Problem statement
Keeping every word in place, write out the entries that come next.

Listed records
——————

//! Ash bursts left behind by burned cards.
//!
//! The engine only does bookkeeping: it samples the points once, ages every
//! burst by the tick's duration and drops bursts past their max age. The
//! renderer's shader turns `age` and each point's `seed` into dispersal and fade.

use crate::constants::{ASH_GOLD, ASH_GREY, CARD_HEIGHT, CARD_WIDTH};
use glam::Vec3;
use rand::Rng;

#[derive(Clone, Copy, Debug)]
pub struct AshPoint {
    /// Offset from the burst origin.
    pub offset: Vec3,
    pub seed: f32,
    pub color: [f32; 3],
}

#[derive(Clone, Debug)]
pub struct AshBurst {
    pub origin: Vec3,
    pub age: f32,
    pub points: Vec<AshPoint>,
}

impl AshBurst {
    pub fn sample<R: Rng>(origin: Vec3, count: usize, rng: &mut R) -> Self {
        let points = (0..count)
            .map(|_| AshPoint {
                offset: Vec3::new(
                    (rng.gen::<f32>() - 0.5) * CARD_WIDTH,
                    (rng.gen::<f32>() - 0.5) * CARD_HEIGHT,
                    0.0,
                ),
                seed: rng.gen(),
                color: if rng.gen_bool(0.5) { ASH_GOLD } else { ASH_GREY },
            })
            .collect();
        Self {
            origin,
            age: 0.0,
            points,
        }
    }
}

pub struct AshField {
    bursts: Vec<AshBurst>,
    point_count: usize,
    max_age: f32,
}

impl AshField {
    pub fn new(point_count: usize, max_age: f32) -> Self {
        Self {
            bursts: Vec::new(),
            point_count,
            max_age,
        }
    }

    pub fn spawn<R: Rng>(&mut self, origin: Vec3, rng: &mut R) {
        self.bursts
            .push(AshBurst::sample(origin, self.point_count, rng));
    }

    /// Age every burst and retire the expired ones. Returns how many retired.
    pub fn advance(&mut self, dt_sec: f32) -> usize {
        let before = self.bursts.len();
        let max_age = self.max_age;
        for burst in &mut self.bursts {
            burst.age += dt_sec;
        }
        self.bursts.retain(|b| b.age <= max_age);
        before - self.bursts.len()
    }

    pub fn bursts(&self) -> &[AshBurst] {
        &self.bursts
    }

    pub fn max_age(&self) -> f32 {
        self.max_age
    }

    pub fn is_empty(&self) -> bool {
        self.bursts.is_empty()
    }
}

——————

Result
//! Ash bursts left behind by burned cards.
//!
//! The engine only does bookkeeping: it samples the points once, ages every
//! burst by the tick's duration and drops bursts past their max age. The
//! renderer's shader turns `age` and each point's `seed` into dispersal and fade.

use crate::constants::{ASH_GOLD, ASH_GREY, CARD_HEIGHT, CARD_WIDTH};
use glam::Vec3;
use rand::Rng;

#[derive(Clone, Copy, Debug)]
pub struct AshPoint {
    /// Offset from the burst origin.
    pub offset: Vec3,
    pub seed: f32,
    pub color: [f32; 3],
}

#[derive(Clone, Debug)]
pub struct AshBurst {
    pub origin: Vec3,
    pub age: f32,
    pub points: Vec<AshPoint>,
}

impl AshBurst {
    pub fn sample<R: Rng>(origin: Vec3, count: usize, rng: &mut R) -> Self {
        let points = (0..count)
            .map(|_| AshPoint {
                offset: Vec3::new(
                    (rng.gen::<f32>() - 0.5) * CARD_WIDTH,
                    (rng.gen::<f32>() - 0.5) * CARD_HEIGHT,
                    0.0,
                ),
                seed: rng.gen(),
                color: if rng.gen_bool(0.5) { ASH_GOLD } else { ASH_GREY },
            })
            .collect();
        Self {
            origin,
            age: 0.0,
            points,
        }
    }
}

pub struct AshField {
    bursts: Vec<AshBurst>,
    point_count: usize,
    max_age: f32,
}

impl AshField {
    pub fn new(point_count: usize, max_age: f32) -> Self {
        Self {
            bursts: Vec::new(),
            point_count,
            max_age,
        }
    }

    pub fn spawn<R: Rng>(&mut self, origin: Vec3, rng: &mut R) {
        self.bursts
            .push(AshBurst::sample(origin, self.point_count, rng));
    }

    /// Age every burst and retire the expired ones. Returns how many retired.
    pub fn advance(&mut self, dt_sec: f32) -> usize {
        let before = self.bursts.len();
        let max_age = self.max_age;
        for burst in &mut self.bursts {
            burst.age += dt_sec;
        }
        self.bursts.retain(|b| b.age <= max_age);
        before - self.bursts.len()
    }

    pub fn bursts(&self) -> &[AshBurst] {
        &self.bursts
    }

    pub fn max_age(&self) -> f32 {
        self.max_age
    }

    pub fn is_empty(&self) -> bool {
        self.bursts.is_empty()
    }
}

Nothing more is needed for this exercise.